Not only do you need to know who your core acceptance group is, but you must spend significant time with this group.  We become the average of the people we are surrounded by and as you move into larger leadership roles, you may be inclined to spend more and more time working which will keep you away from your core acceptance group and eventually, you may lose all contact with that group altogether.  If all that remains then is your leadership work group and if social acceptance is critical to your survival and your core group is gone, you’ll suddenly find yourself unconsciously conforming to this group and losing your authenticity.

Avoiding Loss Aversion

Daniel Kahneman in “Thinking, Fast and Slow” introduces the concept of loss aversion and how the pain of losing is psychologically twice as powerful as the pleasure of gaining.  Essentially, once we have something, we don’t want to give it up and conformity is safest way to keep what we have and avoid loss.

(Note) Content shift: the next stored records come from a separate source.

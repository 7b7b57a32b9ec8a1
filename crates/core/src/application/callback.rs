//! OAuth callback protocol.
//!
//! The handler is transport-free: it takes the already-parsed query and
//! cookies of a `GET /callback1/{service}` request and returns a
//! [`CallbackOutcome`]. Every outcome is a redirect; failures redirect to
//! [`ERROR_PAGE`] and their cause is only logged.

use crate::application::lifecycle::callback_url;
use crate::application::registry::ExtensionRegistry;
use crate::domain::{AuthData, AuthMode, JobState};
use crate::error::{AppError, Result};
use crate::port::{JobStore, TimeProvider};
use crate::security::{decrypt_auth_data, encrypt_auth_data, SessionKey};
use base64::engine::general_purpose::URL_SAFE_NO_PAD;
use base64::Engine;
use std::sync::Arc;
use tracing::{info, warn};

/// Cookie holding the base64url job id
pub const JOB_ID_COOKIE: &str = "encoded_job_id";
/// Cookie telling which side of the job is being authorized
pub const AUTH_MODE_COOKIE: &str = "auth_mode";
pub const EXPORT_AUTH_DATA_COOKIE: &str = "export_auth_data";
pub const IMPORT_AUTH_DATA_COOKIE: &str = "import_auth_data";

/// Page shown after export authorization (import authorization follows)
pub const NEXT_PAGE: &str = "/next";
/// Page shown once both sides are authorized
pub const COPY_PAGE: &str = "/copy";
pub const ERROR_PAGE: &str = "/error";

pub fn encode_job_id(job_id: &str) -> String {
    URL_SAFE_NO_PAD.encode(job_id.as_bytes())
}

pub fn decode_job_id(encoded: &str) -> Result<String> {
    let bytes = URL_SAFE_NO_PAD
        .decode(encoded.trim_end_matches('='))
        .map_err(|_| AppError::InvalidArgument("job id cookie is not base64url".into()))?;
    let job_id = String::from_utf8(bytes)
        .map_err(|_| AppError::InvalidArgument("job id cookie is not UTF-8".into()))?;
    if job_id.is_empty() {
        return Err(AppError::InvalidArgument("job id cookie is empty".into()));
    }
    Ok(job_id)
}

pub fn auth_data_cookie_name(mode: AuthMode) -> &'static str {
    match mode {
        AuthMode::Export => EXPORT_AUTH_DATA_COOKIE,
        AuthMode::Import => IMPORT_AUTH_DATA_COOKIE,
    }
}

/// Parsed callback request
#[derive(Debug, Clone, Default)]
pub struct CallbackRequest {
    /// `{service}` path segment
    pub service_id: String,
    pub oauth_token: Option<String>,
    pub oauth_verifier: Option<String>,
    /// Value of [`JOB_ID_COOKIE`]
    pub encoded_job_id: Option<String>,
    /// Value of [`AUTH_MODE_COOKIE`]
    pub auth_mode: Option<String>,
}

#[derive(Debug, Clone, PartialEq, Eq)]
pub struct AuthCookie {
    pub name: String,
    /// Sealed AuthData
    pub value: String,
}

#[derive(Debug, Clone, PartialEq, Eq)]
pub enum CallbackOutcome {
    Redirect { location: String, cookie: AuthCookie },
    Failed { location: String, error: String },
}

impl CallbackOutcome {
    pub fn location(&self) -> &str {
        match self {
            CallbackOutcome::Redirect { location, .. } | CallbackOutcome::Failed { location, .. } => {
                location
            }
        }
    }
}

pub struct OauthCallbackHandler {
    jobs: Arc<dyn JobStore>,
    registry: Arc<ExtensionRegistry>,
    time_provider: Arc<dyn TimeProvider>,
    base_url: String,
    base_api_url: String,
}

impl OauthCallbackHandler {
    pub fn new(
        jobs: Arc<dyn JobStore>,
        registry: Arc<ExtensionRegistry>,
        time_provider: Arc<dyn TimeProvider>,
        base_url: impl Into<String>,
        base_api_url: impl Into<String>,
    ) -> Self {
        Self {
            jobs,
            registry,
            time_provider,
            base_url: base_url.into().trim_end_matches('/').to_string(),
            base_api_url: base_api_url.into(),
        }
    }

    pub async fn handle(&self, request: &CallbackRequest) -> CallbackOutcome {
        match self.complete_authorization(request).await {
            Ok(outcome) => outcome,
            Err(e) => {
                warn!(service = %request.service_id, error = %e, "OAuth callback failed");
                CallbackOutcome::Failed {
                    location: ERROR_PAGE.to_string(),
                    error: e.to_string(),
                }
            }
        }
    }

    async fn complete_authorization(&self, request: &CallbackRequest) -> Result<CallbackOutcome> {
        let token = required(request.oauth_token.as_deref(), "oauth_token")?;
        let verifier = required(request.oauth_verifier.as_deref(), "oauth_verifier")?;

        let encoded_id = required(request.encoded_job_id.as_deref(), JOB_ID_COOKIE)?;
        let job_id = decode_job_id(encoded_id)?;
        let mut job = self
            .jobs
            .find(&job_id)
            .await?
            .ok_or_else(|| AppError::NotFound(format!("Job {} not found", job_id)))?;

        let mode: AuthMode = required(request.auth_mode.as_deref(), AUTH_MODE_COOKIE)?.parse()?;
        let service = job.service_for(mode).to_string();
        if !service.eq_ignore_ascii_case(&request.service_id) {
            return Err(AppError::InvalidArgument(format!(
                "callback for {} does not match {} service {}",
                request.service_id, mode, service
            )));
        }

        let pending = match mode {
            AuthMode::Export => JobState::ExportAuthPending,
            AuthMode::Import => JobState::ImportAuthPending,
        };
        if job.state() != pending {
            return Err(AppError::InvalidState(format!(
                "Job {} is {}, expected {}",
                job_id,
                job.state(),
                pending
            )));
        }

        let generator = self
            .registry
            .auth_generator(&service, job.transfer_data_type, mode)?;
        let key = SessionKey::parse(&job.authorization.session_secret_key)?;

        let sealed_initial = job.encrypted_initial_auth_data(mode).ok_or_else(|| {
            AppError::InvalidState(format!("Job {} has no initial {} auth data", job_id, mode))
        })?;
        let initial = decrypt_auth_data(&key, sealed_initial)?;
        if let AuthData::TokenSecret {
            token: request_token,
            ..
        } = &initial
        {
            if request_token != token {
                return Err(AppError::InvalidArgument(
                    "oauth_token does not match the request token".into(),
                ));
            }
        }

        let auth_data = generator
            .generate_auth_data(
                &callback_url(&self.base_api_url, &service),
                verifier,
                &job_id,
                Some(&initial),
                None,
            )
            .await?;
        let sealed = encrypt_auth_data(&key, &auth_data)?;

        let prior = job.state();
        job.complete_auth(mode, sealed.clone(), self.time_provider.now_millis())?;
        self.jobs.update(&job, prior).await?;

        info!(job_id = %job_id, mode = %mode, service = %service, "Authorization complete");

        let page = match mode {
            AuthMode::Export => NEXT_PAGE,
            AuthMode::Import => COPY_PAGE,
        };
        Ok(CallbackOutcome::Redirect {
            location: format!("{}{}", self.base_url, page),
            cookie: AuthCookie {
                name: auth_data_cookie_name(mode).to_string(),
                value: sealed,
            },
        })
    }
}

fn required<'a>(value: Option<&'a str>, name: &str) -> Result<&'a str> {
    value
        .filter(|v| !v.is_empty())
        .ok_or_else(|| AppError::InvalidArgument(format!("missing {}", name)))
}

Author Tim Ferriss, leveraging the teachings of the stoic Greek philosopher Seneca, practices a week of poverty from time to time to experience what he calls a ‘worst-case’ scenario where he lives without access to his vast resources.

“Seneca teaches you to value only those things that cannot be taken away, meaning you would actively practice poverty, for example, subsisting on the meagerest of food and clothing for, let’s just say, one week every two months. The way Seneca would phrase it is all the while asking yourself, “Is this the condition I so feared?”

That type of practice … helps you to live life offensively as opposed to defensively. So, I would say that on a daily basis I revert to some of the basic principles of stoicism to make decisions about where to invest my time, which relationships to cultivate, which relationships to sever so forth and so on.”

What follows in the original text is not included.